EXERCISE BRIEF: Pick out every line in the data below that holds "first".

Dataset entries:
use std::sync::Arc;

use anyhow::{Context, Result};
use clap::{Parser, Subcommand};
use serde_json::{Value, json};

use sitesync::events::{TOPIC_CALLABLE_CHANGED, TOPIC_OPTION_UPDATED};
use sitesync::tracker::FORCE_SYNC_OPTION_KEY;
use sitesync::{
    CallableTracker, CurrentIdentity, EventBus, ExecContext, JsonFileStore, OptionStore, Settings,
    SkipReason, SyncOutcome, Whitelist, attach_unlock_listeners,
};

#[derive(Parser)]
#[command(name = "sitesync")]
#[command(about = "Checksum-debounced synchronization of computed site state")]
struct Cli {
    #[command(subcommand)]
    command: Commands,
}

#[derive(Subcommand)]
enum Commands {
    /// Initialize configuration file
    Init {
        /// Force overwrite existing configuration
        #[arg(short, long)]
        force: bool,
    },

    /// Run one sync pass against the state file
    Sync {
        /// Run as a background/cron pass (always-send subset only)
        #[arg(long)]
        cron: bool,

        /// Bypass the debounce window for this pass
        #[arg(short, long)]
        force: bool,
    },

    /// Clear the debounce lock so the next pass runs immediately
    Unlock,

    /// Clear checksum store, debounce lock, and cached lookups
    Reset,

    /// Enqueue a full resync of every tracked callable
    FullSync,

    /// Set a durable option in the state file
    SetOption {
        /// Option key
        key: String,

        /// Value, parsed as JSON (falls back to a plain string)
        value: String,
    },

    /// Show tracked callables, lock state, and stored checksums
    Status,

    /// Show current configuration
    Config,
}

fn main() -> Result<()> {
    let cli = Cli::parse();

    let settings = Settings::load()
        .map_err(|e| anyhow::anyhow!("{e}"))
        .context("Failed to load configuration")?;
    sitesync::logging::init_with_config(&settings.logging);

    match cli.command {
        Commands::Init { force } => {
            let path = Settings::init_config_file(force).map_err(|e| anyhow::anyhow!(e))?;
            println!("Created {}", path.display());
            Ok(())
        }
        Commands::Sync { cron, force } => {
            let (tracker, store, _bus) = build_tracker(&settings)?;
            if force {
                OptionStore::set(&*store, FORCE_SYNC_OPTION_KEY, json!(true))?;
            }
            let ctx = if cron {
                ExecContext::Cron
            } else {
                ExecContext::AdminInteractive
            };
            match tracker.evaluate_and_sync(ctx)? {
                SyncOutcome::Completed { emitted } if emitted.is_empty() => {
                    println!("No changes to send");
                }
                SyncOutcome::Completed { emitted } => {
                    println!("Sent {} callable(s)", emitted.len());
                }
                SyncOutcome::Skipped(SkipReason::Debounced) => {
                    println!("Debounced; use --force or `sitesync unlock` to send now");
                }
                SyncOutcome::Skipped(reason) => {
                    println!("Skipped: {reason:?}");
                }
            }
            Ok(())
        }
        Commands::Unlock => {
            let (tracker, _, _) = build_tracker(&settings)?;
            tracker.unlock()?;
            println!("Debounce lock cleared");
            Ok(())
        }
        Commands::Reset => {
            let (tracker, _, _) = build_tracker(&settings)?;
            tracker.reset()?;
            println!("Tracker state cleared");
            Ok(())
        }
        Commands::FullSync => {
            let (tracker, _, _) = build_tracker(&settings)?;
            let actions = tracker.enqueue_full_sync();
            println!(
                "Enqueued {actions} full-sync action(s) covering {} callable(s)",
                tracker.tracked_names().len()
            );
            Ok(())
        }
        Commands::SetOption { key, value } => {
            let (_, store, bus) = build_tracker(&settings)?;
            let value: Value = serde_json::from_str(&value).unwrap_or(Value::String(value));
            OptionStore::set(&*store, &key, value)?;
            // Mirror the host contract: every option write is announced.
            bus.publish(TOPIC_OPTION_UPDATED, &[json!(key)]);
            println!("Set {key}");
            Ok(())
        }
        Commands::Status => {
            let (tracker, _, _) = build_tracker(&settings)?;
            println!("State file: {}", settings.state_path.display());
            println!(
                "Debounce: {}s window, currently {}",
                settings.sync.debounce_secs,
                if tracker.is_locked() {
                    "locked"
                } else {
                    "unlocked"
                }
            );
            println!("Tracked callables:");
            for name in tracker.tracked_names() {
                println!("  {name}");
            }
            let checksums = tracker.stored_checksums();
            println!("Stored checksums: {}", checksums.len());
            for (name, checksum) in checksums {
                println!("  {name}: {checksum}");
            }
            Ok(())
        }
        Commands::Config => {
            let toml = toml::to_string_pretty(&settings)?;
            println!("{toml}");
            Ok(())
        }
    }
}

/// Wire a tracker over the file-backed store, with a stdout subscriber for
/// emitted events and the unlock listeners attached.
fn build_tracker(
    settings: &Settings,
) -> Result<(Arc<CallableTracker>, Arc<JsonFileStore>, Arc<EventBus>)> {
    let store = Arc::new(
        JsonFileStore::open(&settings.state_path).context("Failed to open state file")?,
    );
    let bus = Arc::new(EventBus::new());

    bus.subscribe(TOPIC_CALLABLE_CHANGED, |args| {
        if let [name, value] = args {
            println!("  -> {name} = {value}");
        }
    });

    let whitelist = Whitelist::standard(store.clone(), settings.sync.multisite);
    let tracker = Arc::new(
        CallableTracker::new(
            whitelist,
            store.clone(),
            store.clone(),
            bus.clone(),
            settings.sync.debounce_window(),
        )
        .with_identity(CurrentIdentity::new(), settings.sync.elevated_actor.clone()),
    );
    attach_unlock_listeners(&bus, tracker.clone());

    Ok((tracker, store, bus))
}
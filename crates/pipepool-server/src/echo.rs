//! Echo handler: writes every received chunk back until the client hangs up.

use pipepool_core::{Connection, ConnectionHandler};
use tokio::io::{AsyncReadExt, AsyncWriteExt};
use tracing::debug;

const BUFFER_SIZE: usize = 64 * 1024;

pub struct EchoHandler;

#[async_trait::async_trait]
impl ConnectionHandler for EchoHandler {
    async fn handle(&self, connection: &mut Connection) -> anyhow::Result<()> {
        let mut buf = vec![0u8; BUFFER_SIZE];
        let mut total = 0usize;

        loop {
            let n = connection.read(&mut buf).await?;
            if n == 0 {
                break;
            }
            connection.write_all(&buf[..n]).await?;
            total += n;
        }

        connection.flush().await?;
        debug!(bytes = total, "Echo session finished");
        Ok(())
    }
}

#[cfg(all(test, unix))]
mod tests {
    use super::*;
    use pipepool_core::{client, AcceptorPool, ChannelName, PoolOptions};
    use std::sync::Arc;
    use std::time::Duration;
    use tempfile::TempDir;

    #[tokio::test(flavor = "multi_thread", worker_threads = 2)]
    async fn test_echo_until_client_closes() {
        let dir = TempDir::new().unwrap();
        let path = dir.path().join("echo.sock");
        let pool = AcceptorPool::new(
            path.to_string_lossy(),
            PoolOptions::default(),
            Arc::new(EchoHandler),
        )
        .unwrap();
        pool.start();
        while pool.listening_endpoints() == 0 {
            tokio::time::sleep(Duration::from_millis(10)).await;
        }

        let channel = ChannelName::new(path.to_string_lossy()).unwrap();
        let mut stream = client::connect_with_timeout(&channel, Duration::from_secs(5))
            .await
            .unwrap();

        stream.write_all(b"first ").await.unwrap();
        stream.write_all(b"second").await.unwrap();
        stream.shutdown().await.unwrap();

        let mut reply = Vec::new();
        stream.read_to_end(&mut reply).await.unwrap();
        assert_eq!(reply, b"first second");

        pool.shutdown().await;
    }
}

WORKED SOLUTION:
        stream.write_all(b"first ").await.unwrap();
        assert_eq!(reply, b"first second");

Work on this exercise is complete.